Though credited to the band as a whole, Kirtley is very much the lead on 'Endless Sky', a track that's a little too middle of the 'One for the Road' for taste. Slow and quiet, with some lovely interaction between the two guitars, it's simply not as memorable as most and Kirtley's 'Rocky' style vocals make Bert Jansch sound like Elvis.

Bert sings on 'Lily Of The West', a rare example of Pentangle borrowing from the Irish folk songbook on a song made most famous by a Bob Dylan cover (it's on his forgotten 'Dylan' album of 1973, his best of the post-1960s).
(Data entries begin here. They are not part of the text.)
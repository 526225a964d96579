//! Saved-session management commands
//!
//! Implements the `sessions` CLI subcommands and the session table shared
//! with the interactive session.

use crate::cli::SessionCommand;
use crate::error::{BeatsmithError, Result};
use crate::session::{ChatSession, MessageRole, SessionStore};
use colored::Colorize;
use prettytable::{format, Table};

/// Build a listing table for saved sessions
pub fn sessions_table(sessions: &[ChatSession]) -> Table {
    let mut table = Table::new();
    table.set_format(*format::consts::FORMAT_BORDERS_ONLY);
    table.add_row(prettytable::row![
        "ID".bold(),
        "Title".bold(),
        "Messages".bold(),
        "Created".bold()
    ]);
    for session in sessions {
        table.add_row(prettytable::row![
            session.id.cyan(),
            session.title,
            session.messages.len(),
            session.timestamp
        ]);
    }
    table
}

/// Print a full session transcript
pub fn print_transcript(session: &ChatSession) {
    println!("\n{} ({})", session.title.bold(), session.id.cyan());
    for message in &session.messages {
        let speaker = match message.role {
            MessageRole::User => "You".green().to_string(),
            MessageRole::Assistant => "D-Hz".cyan().to_string(),
            MessageRole::System => "[system]".dimmed().to_string(),
        };
        println!("\n{} {}", speaker, message.id.dimmed());
        println!("{}", message.content);
        for citation in &message.citations {
            println!("  {} {}", "src:".dimmed(), citation.uri.dimmed());
        }
    }
    println!();
}

/// Handle the `sessions` subcommands
///
/// # Errors
///
/// Returns `BeatsmithError::NotFound` for unknown session ids and
/// `BeatsmithError::Storage` on database failures
pub fn handle_sessions(store: &SessionStore, command: SessionCommand) -> Result<()> {
    match command {
        SessionCommand::List => {
            let sessions = store.list()?;
            if sessions.is_empty() {
                println!("No saved sessions.");
                return Ok(());
            }
            println!("\nSaved Sessions:");
            sessions_table(&sessions).printstd();
            println!(
                "\nUse {} to resume one.\n",
                "beatsmith chat --resume <id>".cyan()
            );
        }
        SessionCommand::Show { id } => {
            let session = store
                .get(&id)?
                .ok_or_else(|| BeatsmithError::NotFound(format!("No session with id {}", id)))?;
            print_transcript(&session);
        }
        SessionCommand::Delete { id } => {
            if store.delete(&id)? {
                println!("{}", format!("Deleted session {}.", id).green());
            } else {
                return Err(
                    BeatsmithError::NotFound(format!("No session with id {}", id)).into(),
                );
            }
        }
    }
    Ok(())
}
The Irish tin whistles and fiddles are a bit distracting to be honest, though the song is another fitting song it's a surprise Pentangle hadn't borrowed earlier. Another tale of deceit and murder, this time the man stabs a love rival and finds himself in prison, shocked to find his former beloved testifying to his innocence and helping him to be freed.
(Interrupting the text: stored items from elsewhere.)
//! Audio analysis command
//!
//! Runs the technical audit flow: load the file, probe its duration, send
//! it to the provider, and fall back to a deterministic record when the
//! audit fails.

use crate::audio::AudioUpload;
use crate::error::Result;
use crate::providers::{AssistantProvider, AudioAnalysis, AudioDescribeRequest};
use crate::template::suggest_template;
use colored::Colorize;

/// Load a file and run the provider audit, absorbing audit failures
///
/// A provider or parse failure yields the deterministic fallback record
/// rather than an error; only an unreadable file fails.
///
/// # Errors
///
/// Returns `BeatsmithError::Audio` if the file cannot be read
pub async fn analyze_file(
    provider: &dyn AssistantProvider,
    path: &str,
    description: &str,
) -> Result<AudioAnalysis> {
    let upload = AudioUpload::from_path(path)?;

    let request = AudioDescribeRequest {
        filename: upload.filename.clone(),
        duration_secs: upload.duration_secs,
        audio_base64: Some(upload.data_b64),
        mime_type: upload.mime_type,
        description: description.to_string(),
    };

    match provider.describe_audio(&request).await {
        Ok(analysis) => Ok(analysis),
        Err(e) => {
            tracing::warn!("Audio audit failed, using fallback: {}", e);
            Ok(AudioAnalysis::fallback(
                &upload.filename,
                upload.duration_secs,
            ))
        }
    }
}

/// Print an analysis record
pub fn print_analysis(analysis: &AudioAnalysis) {
    println!("\n{}", "AUDIO AUDIT".bold());
    println!("  File:       {}", analysis.filename);
    println!("  Duration:   {}", analysis.duration);
    println!("  Rate:       {}", analysis.sample_rate);
    println!("  BPM:        {}", analysis.detected_bpm.cyan());
    println!("  Key:        {}", analysis.detected_key.cyan());
    println!("  Balance:    {}", analysis.spectral_balance);
    println!("  Transients: {}", analysis.transient_density);
    println!("  Stereo:     {}", analysis.stereo_image);
    println!("\n  Suggestions:");
    for suggestion in &analysis.suggestions {
        println!("    - {}", suggestion);
    }
    if let Some(template_id) = suggest_template(&analysis.transient_density) {
        println!(
            "\n  Try the {} structure template for this one.",
            template_id.cyan()
        );
    }
    println!();
}

/// Handle the one-shot `analyze` command
///
/// # Errors
///
/// Returns error if the file cannot be read
pub async fn handle_analyze(
    provider: &dyn AssistantProvider,
    file: &str,
    description: &str,
) -> Result<()> {
    let analysis = analyze_file(provider, file, description).await?;
    print_analysis(&analysis);
    Ok(())
}
//! Command implementations for Beatsmith
//!
//! This module contains the interactive chat loop, the slash-command
//! parser, and the non-interactive subcommands (auth, sessions, templates,
//! presets, analyze).

pub mod analyze;
pub mod auth;
pub mod chat;
pub mod presets;
pub mod sessions;
pub mod special;
pub mod templates;

pub use analyze::handle_analyze;
pub use auth::handle_auth;
pub use chat::{run_chat, ChatOptions};
pub use presets::handle_presets;
pub use sessions::handle_sessions;
pub use special::{parse_special_command, CommandError, SpecialCommand};
pub use templates::handle_templates;
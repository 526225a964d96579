//! System prompt and outgoing-prompt composition
//!
//! This module carries the D-Hz persona system prompt and assembles the
//! final prompt text sent to the provider: technical-spec prefix, optional
//! audio-analysis context, and the beef-up framing when that mode is active.

pub mod persona;

use crate::chat_mode::AppMode;
use crate::providers::AudioAnalysis;

pub use persona::SYSTEM_PROMPT;

/// Build the `[Technical Specs: ...]` prefix from the active fidelity settings
///
/// # Examples
///
/// ```
/// use beatsmith::prompts::technical_specs_prefix;
///
/// let prefix = technical_specs_prefix("44.1kHz", "16-bit");
/// assert_eq!(prefix, "[Technical Specs: 44.1kHz, 16-bit]");
/// ```
pub fn technical_specs_prefix(sample_rate: &str, bit_depth: &str) -> String {
    format!("[Technical Specs: {}, {}]", sample_rate, bit_depth)
}

/// Build the audio-analysis context preamble injected ahead of the prompt
pub fn analysis_context(analysis: &AudioAnalysis) -> String {
    format!(
        "[AUDIO ANALYSIS CONTEXT: BPM={}, Key={}, Balance={}]",
        analysis.detected_bpm, analysis.detected_key, analysis.spectral_balance
    )
}

/// Beef-up framing wrapped around outgoing prompts in that mode
const BEEF_UP_CONTEXT: &str = "[CONTEXT: The user wants to \"Beef Up\" an uploaded sample. \
Treat the input as a description of the latent seed audio. Apply the signal chain protocol. \
Use granular exclusions if necessary.]";

/// Compose the final outgoing prompt from the raw input line
///
/// The technical-specs prefix is always present; the analysis context is
/// prepended when a scan is loaded; the beef-up framing wraps everything
/// in [`AppMode::BeefUp`].
///
/// # Arguments
///
/// * `input` - The raw user input line
/// * `sample_rate` - Active sample rate setting
/// * `bit_depth` - Active bit depth setting
/// * `analysis` - Currently loaded audio analysis, if any
/// * `mode` - Active application mode
pub fn compose_prompt(
    input: &str,
    sample_rate: &str,
    bit_depth: &str,
    analysis: Option<&AudioAnalysis>,
    mode: AppMode,
) -> String {
    let mut prompt = format!(
        "{} {}",
        technical_specs_prefix(sample_rate, bit_depth),
        input
    );

    if let Some(analysis) = analysis {
        prompt = format!("{} {}", analysis_context(analysis), prompt);
    }

    if mode == AppMode::BeefUp {
        prompt = format!("{} {}", BEEF_UP_CONTEXT, prompt);
    }

    prompt
}
use std::path::{Path, PathBuf};

use log::info;

use crate::cli::progress::StepContext;
use crate::config::SvsConfig;
use crate::job::{CheckType, Design, JobSpec};
use crate::netlist::{extract, ExtractParams, NetlistResult};
use crate::paths::{out_dir, out_fxor_summary, out_lvs_report};
use crate::process::Executor;
use crate::runset::{write_runset, RunsetData};
use crate::verification::report::{read_report, tail};
use crate::verification::{run_calibre, SummaryClassifier, VerificationOutcome};
use crate::Result;

/// Number of summary lines echoed after an LVL run.
pub const SUMMARY_TAIL_LINES: usize = 20;

#[derive(Debug, Copy, Clone, PartialEq, Eq, Hash)]
pub enum TaskKey {
    /// Extract the first or second design.
    Extract(usize),
    GenerateRunset,
    RunCalibre,
    ReadReport,
}

pub struct ExecuteJobParams<'a, E, C> {
    pub work_dir: &'a Path,
    pub job: &'a JobSpec,
    pub config: &'a SvsConfig,
    pub executor: &'a E,
    pub classifier: &'a C,
    pub ctx: Option<&'a mut StepContext>,
}

/// Artifacts and result of a completed job.
#[derive(Debug, Clone, Eq, PartialEq)]
pub struct JobOutput {
    pub netlists: [NetlistResult; 2],
    pub runset: PathBuf,
    pub report: PathBuf,
    /// `None` for SVS runs, whose report is left for the user to read.
    pub outcome: Option<VerificationOutcome>,
}

macro_rules! try_finish_task {
    ( $ctx:expr, $task:expr ) => {
        if let Some(ctx) = $ctx.as_mut() {
            ctx.finish($task);
        }
    };
}

macro_rules! try_check {
    ( $ctx:expr, $res:expr ) => {
        match $ctx.as_mut() {
            Some(ctx) => ctx.check($res)?,
            None => $res?,
        }
    };
}

/// Runs a step with the step display suspended, so that the command lines
/// and files it prints are not overwritten, then checks its result.
macro_rules! try_step {
    ( $ctx:expr, $res:expr ) => {{
        let res = console(&$ctx, || $res);
        try_check!($ctx, res)
    }};
}

fn console<R>(ctx: &Option<&mut StepContext>, f: impl FnOnce() -> R) -> R {
    match ctx {
        Some(ctx) => ctx.suspend(f),
        None => f(),
    }
}

pub fn execute_job<E: Executor, C: SummaryClassifier>(
    params: ExecuteJobParams<E, C>,
) -> Result<JobOutput> {
    let ExecuteJobParams {
        work_dir,
        job,
        config,
        executor,
        classifier,
        mut ctx,
    } = params;

    let check_type = job.check_type();
    let out_dir = out_dir(work_dir, check_type);
    info!("current directory: {:?}", work_dir);

    let designs = job.designs();
    let extract_design = |design: &Design| {
        extract(
            &ExtractParams {
                design,
                work_dir,
                out_dir: &out_dir,
                check_type,
                config,
            },
            executor,
        )
    };

    let first = try_step!(ctx, extract_design(&designs[0]));
    try_finish_task!(ctx, TaskKey::Extract(0));
    let second = try_step!(ctx, extract_design(&designs[1]));
    try_finish_task!(ctx, TaskKey::Extract(1));
    let netlists = [first, second];

    console(&ctx, || {
        println!("\nCreated:\n");
        for netlist in netlists.iter() {
            println!("\t{}\n", netlist.path.display());
        }
    });

    let data = RunsetData::new(job, &netlists);
    let runset = try_step!(ctx, write_runset(&data, check_type, work_dir, config));
    try_finish_task!(ctx, TaskKey::GenerateRunset);

    try_step!(
        ctx,
        run_calibre(&runset, check_type, work_dir, config, executor)
    );
    try_finish_task!(ctx, TaskKey::RunCalibre);

    let (report, outcome) = try_step!(
        ctx,
        open_report(work_dir, job.cell(), check_type, classifier)
    );
    try_finish_task!(ctx, TaskKey::ReadReport);

    Ok(JobOutput {
        netlists,
        runset,
        report,
        outcome,
    })
}

/// Displays the Calibre report for a finished run.
///
/// SVS reports are printed whole and not interpreted. LVL summaries are
/// tailed and classified.
pub fn open_report(
    work_dir: &Path,
    top: &str,
    check_type: CheckType,
    classifier: &impl SummaryClassifier,
) -> Result<(PathBuf, Option<VerificationOutcome>)> {
    match check_type {
        CheckType::Schematic => {
            let path = out_lvs_report(work_dir, top);
            let report = read_report(&path)?;
            println!("{report}");
            Ok((path, None))
        }
        CheckType::Layout => {
            let path = out_fxor_summary(work_dir);
            let summary = read_report(&path)?;
            for line in tail(&summary, SUMMARY_TAIL_LINES) {
                println!("{line}");
            }
            Ok((path, Some(classifier.classify(&summary))))
        }
    }
}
The band original 'One More Road' is one of the better tracks on the album, a six minute epic that's performed with more urgency than normal. Jacqui clearly enjoys getting her teeth into a song with more emotion to perform than normal as she plays the part of a lover in a long distance relationship, counting down the days till her partner can meet up again that never seem to go down. Her restless energy is well mirrored by the band and even the period booming drumming seems to 'fit' this song, acting like a ticking clock.

'High Germany' starts side two on rather strong form too, with a new version of the folk song first tried out on 'Solomon's Seal'. The 1973 version was more 'traditional' than this version, which has been given a new and trickier guitar riff played with skill by Bert and Peter while Jacqui dances a merry jig over the top of it all. The 80s trappings and more tin whistles mean it lacks the charm of the original, but a Portmant-Smith fiddle solo is a delight and the band haven't sound this 'tested' by a song in a long time.
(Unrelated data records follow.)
use std::fmt::Display;
use std::time::Duration;

use colored::Colorize;
use indicatif::{MultiProgress, ProgressBar, ProgressStyle};

use crate::job::{CheckType, JobSpec};
use crate::plan::TaskKey;
use crate::Result;

#[derive(Debug, Copy, Clone, PartialEq, Eq)]
pub enum StepStatus {
    Done,
    Pending,
    InProgress,
    Skipped,
    Failed,
}

pub struct StepContext {
    step_num: usize,
    steps: Vec<Step>,
    mp: MultiProgress,
}

pub struct Step {
    desc: String,
    key: TaskKey,
    progress_bar: ProgressBar,
    status: StepStatus,
}

impl StepContext {
    pub fn new(job: &JobSpec) -> Self {
        println!("Tasks:");

        let [d1, d2] = job.designs();
        let (tool, flavor) = match job.check_type() {
            CheckType::Schematic => ("si", "SVS"),
            CheckType::Layout => ("strmout", "LVL"),
        };

        let mut steps: Vec<Step> = [
            (
                TaskKey::Extract(0),
                format!("Run {tool} on {}/{}/{}", d1.library, d1.cell, d1.view),
            ),
            (
                TaskKey::Extract(1),
                format!("Run {tool} on {}/{}/{}", d2.library, d2.cell, d2.view),
            ),
            (TaskKey::GenerateRunset, format!("Generate {flavor} runset")),
            (TaskKey::RunCalibre, format!("Run Calibre {flavor}")),
            (TaskKey::ReadReport, "Read report".to_string()),
        ]
        .into_iter()
        .map(|(key, desc)| Step {
            desc,
            key,
            progress_bar: ProgressBar::new_spinner(),
            status: StepStatus::Pending,
        })
        .collect();

        let mp = MultiProgress::new();
        let num_steps = steps.len();
        let width = format!("{}", num_steps).len();
        for (i, step) in steps.iter_mut().enumerate() {
            mp.insert(i + 1, step.progress_bar.clone());
            let msg = format!("[{:width$}/{:width$}] {}", i + 1, num_steps, step.desc);
            step.set_status(StepStatus::Pending, Some(msg));
        }

        let mut ctx = StepContext {
            step_num: 0,
            steps,
            mp,
        };
        if let Some(step) = ctx.current_step() {
            step.set_status(StepStatus::InProgress, None);
        }
        ctx
    }

    pub fn advance(&mut self) {
        self.step_num += 1;
    }

    #[inline]
    pub fn current_step(&mut self) -> Option<&mut Step> {
        self.steps.get_mut(self.step_num)
    }

    /// Hides the step display while `f` runs, so that anything `f` prints
    /// is not drawn over by the spinners.
    pub fn suspend<F: FnOnce() -> R, R>(&self, f: F) -> R {
        self.mp.suspend(f)
    }

    pub fn println(&self, msg: impl AsRef<str>) {
        self.suspend(|| println!("{}", msg.as_ref()));
    }

    /// Marks the current step failed and all later steps skipped if `res`
    /// is an error, then passes `res` through.
    pub fn check<T>(&mut self, res: Result<T>) -> Result<T> {
        if res.is_err() {
            if let Some(current_step) = self.current_step() {
                current_step.set_status(StepStatus::Failed, None);
                self.advance();
                while let Some(current_step) = self.current_step() {
                    current_step.set_status(StepStatus::Skipped, None);
                    self.advance();
                }
            }
            self.println("");
        }

        res
    }

    pub fn finish(&mut self, key: TaskKey) {
        if let Some(current_step) = self.current_step() {
            if current_step.key != key {
                panic!("A step was completed out of order");
            }

            current_step.set_status(StepStatus::Done, None);

            self.advance();

            if let Some(current_step) = self.current_step() {
                current_step.set_status(StepStatus::InProgress, None);
            } else {
                self.done();
            }
        } else {
            panic!("A step was completed after all steps were marked completed");
        }
    }

    pub fn done(&mut self) {
        self.println("\nCompleted all tasks");
    }

    pub fn statuses(&self) -> Vec<StepStatus> {
        self.steps.iter().map(|step| step.status).collect()
    }
}

fn format_template(spinner: bool, status: impl Display) -> String {
    if spinner {
        format!("{{spinner:.green}} {:16} {{msg}}", status)
    } else {
        format!("  {:16} {{msg}}", status)
    }
}

impl Step {
    fn set_status(&mut self, status: StepStatus, msg: Option<String>) {
        self.status = status;
        let status_template = match status {
            StepStatus::Done => format_template(false, "Done".green().bold()),
            StepStatus::Failed => format_template(false, "Failed".bright_white().on_red().bold()),
            StepStatus::InProgress => format_template(true, "In Progress".bright_white().bold()),
            StepStatus::Pending => format_template(true, "Pending".blue().bold()),
            StepStatus::Skipped => format_template(false, "Skipped".yellow().bold()),
        };
        let style = ProgressStyle::with_template(&status_template)
            .unwrap_or_else(|_| ProgressStyle::default_spinner());
        self.progress_bar.set_style(style);

        if let Some(msg) = msg {
            self.progress_bar.set_message(msg);
        }

        if status == StepStatus::InProgress {
            self.progress_bar
                .enable_steady_tick(Duration::from_millis(200));
        } else if status != StepStatus::Pending {
            self.progress_bar.finish();
        }
    }
}
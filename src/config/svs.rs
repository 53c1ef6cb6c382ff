use serde::{Deserialize, Serialize};
use std::fs;
use std::path::{Path, PathBuf};

use crate::Result;

/// Name of the configuration file picked up from the work directory
/// when none is given on the command line.
pub const DEFAULT_CONFIG_FILE: &str = "svs.toml";

#[derive(Debug, Default, Clone, Eq, PartialEq, Serialize, Deserialize)]
#[serde(default)]
pub struct SvsConfig {
    pub tools: ToolsConfig,
    pub rules: RulesConfig,
    pub stream: StreamConfig,
}

/// Executables invoked by the flow.
///
/// Bare names are resolved through `PATH`.
#[derive(Debug, Clone, Eq, PartialEq, Serialize, Deserialize)]
#[serde(default)]
pub struct ToolsConfig {
    pub si: PathBuf,
    pub strmout: PathBuf,
    pub calibre: PathBuf,
}

/// Technology files referenced by the generated `si.env`, stream-out command
/// and runsets. Written verbatim.
#[derive(Debug, Clone, Eq, PartialEq, Serialize, Deserialize)]
#[serde(default)]
pub struct RulesConfig {
    /// Calibre LVS rule deck used for SVS.
    pub lvs_rules_file: String,
    /// Calibre FASTXOR rule deck used for LVL.
    pub xor_rules_file: String,
    /// CDL include file passed to the auCdl netlister.
    pub include_file: String,
    pub tech_lib: String,
    pub skill_file: String,
    pub object_map_file: String,
}

#[derive(Debug, Clone, Eq, PartialEq, Serialize, Deserialize)]
#[serde(default)]
pub struct StreamConfig {
    pub max_vertices: u32,
    pub log_file: String,
}

impl Default for ToolsConfig {
    fn default() -> Self {
        Self {
            si: PathBuf::from("si"),
            strmout: PathBuf::from("strmout"),
            calibre: PathBuf::from("calibre"),
        }
    }
}

impl Default for RulesConfig {
    fn default() -> Self {
        Self {
            lvs_rules_file: "rules/calibre.lvs".to_string(),
            xor_rules_file: "rules/calibre.fxor".to_string(),
            include_file: "rules/source.added".to_string(),
            tech_lib: "techLib".to_string(),
            skill_file: "rules/strmout.il".to_string(),
            object_map_file: "rules/strmout.map".to_string(),
        }
    }
}

impl Default for StreamConfig {
    fn default() -> Self {
        Self {
            max_vertices: 199,
            log_file: "strmOut.log".to_string(),
        }
    }
}

pub fn parse_svs_config(path: impl AsRef<Path>) -> Result<SvsConfig> {
    let contents = fs::read_to_string(path)?;
    let data = toml::from_str(&contents)?;
    Ok(data)
}

/// Loads `path` if given, else `svs.toml` in `work_dir` if it exists,
/// else the built-in defaults.
pub fn load_svs_config(path: Option<&Path>, work_dir: impl AsRef<Path>) -> Result<SvsConfig> {
    if let Some(path) = path {
        return parse_svs_config(path);
    }
    let fallback = work_dir.as_ref().join(DEFAULT_CONFIG_FILE);
    if fallback.is_file() {
        log::info!("using configuration file {:?}", &fallback);
        parse_svs_config(fallback)
    } else {
        log::debug!("no configuration file found, using defaults");
        Ok(SvsConfig::default())
    }
}

#[cfg(test)]
mod tests {
    use super::*;

    #[test]
    fn test_partial_config() -> anyhow::Result<()> {
        let cfg: SvsConfig = toml::from_str(
            r#"
            [tools]
            calibre = "/tools/mentor/bin/calibre"

            [rules]
            lvs_rules_file = "/pdk/lvs.rul"
            "#,
        )?;
        assert_eq!(cfg.tools.calibre, PathBuf::from("/tools/mentor/bin/calibre"));
        assert_eq!(cfg.tools.si, PathBuf::from("si"));
        assert_eq!(cfg.rules.lvs_rules_file, "/pdk/lvs.rul");
        assert_eq!(cfg.rules.tech_lib, RulesConfig::default().tech_lib);
        assert_eq!(cfg.stream.max_vertices, 199);
        Ok(())
    }

    #[test]
    fn test_example_config() -> anyhow::Result<()> {
        let cfg = parse_svs_config(concat!(env!("CARGO_MANIFEST_DIR"), "/svs.example.toml"))?;
        assert_eq!(cfg.tools, ToolsConfig::default());
        assert_eq!(cfg.stream, StreamConfig::default());
        assert!(cfg.rules.lvs_rules_file.ends_with("calibre_lvs.rul"));
        Ok(())
    }

    #[test]
    fn test_load_fallback() -> anyhow::Result<()> {
        let dir = tempfile::tempdir()?;
        assert_eq!(load_svs_config(None, dir.path())?, SvsConfig::default());

        fs::write(
            dir.path().join(DEFAULT_CONFIG_FILE),
            "[stream]\nmax_vertices = 4000\n",
        )?;
        assert_eq!(load_svs_config(None, dir.path())?.stream.max_vertices, 4000);
        Ok(())
    }

    #[test]
    fn test_missing_explicit_config() {
        let dir = tempfile::tempdir().unwrap();
        let missing = dir.path().join("nope.toml");
        assert!(load_svs_config(Some(missing.as_path()), dir.path()).is_err());
    }
}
'Hey Hey Soldier' is a most unusual Jansch song that's a rare slab of social protest as the narrator picks up the picture of a young kid with a gun and sighs 'wondering where it all began'. Jansch states that he realises the argument of self-defence, but knows that the gun carriers never 'walk away' after the battle is over but are always looking over their shoulder for another enemy. Some lovely guitar interplay makes this another late period Pentangle classic and it's great to hear Jacqui and Bert singing in tandem for the first time in what seems like ages.

The album's most talked about moment was another re-make, this time of the traditional folk song 'Willie O'Winsbury'. Though a little too 'Candle In The Wind' compared to the original (also on 'Solomon's Seal'), performed by Jacqui to flowing piano notes for the most part, this is another nice version with the piece slowed down to the point where it sounds even more aching and longing. Jacqui always sounded good on this one and her expressive vocals on this remake is perhaps her best work of the reunion years.

The new original 'Somali' is another fascinating experiment too, even if the experiment isn't always successful. Jamaica seems a long way from the usual predominantly English folk ballads and reggae is a world away from folk, but Pentangle don't trip over as much on this song as you'd think they might (certainly compared to over AAA songs based around reggae and ska, this is paradise itself). The track loses its way after a while, though, and it's something of a disappointment when you realise the band are going to stick to the rigid opening groove all the way through when there are so many other interesting places they could have taken this song. 


The other album highlight is the haunting 'Manuel', another original very much in the Pentangle tradition and which sounds like it could have been written centuries before. The atmospheric opening makes Jacqui sound as if she's delivering some great secret as she realises anew how wonderful life is and that a dream she once treasured may now be possible again. Bert captures the mood with a wonderful solo full of pinged jazzy chords and a sense of mystery, while the rest of the band have really nailed updating Pentangle's old sound to the modern age. If only the other reunion albums sounded more like this track!

Alas the closing song is an oddly ugly Jansch-led cover of 'Scarborough Fair' that pushed his voice well past its comfort range and whose unusual phrasings play havoc with the song's distinctive melody. Pentangle  sound as if they barely know the song, with only a fiery Kirtley electric solo catching the era. A sadly lacklustre way to bow out.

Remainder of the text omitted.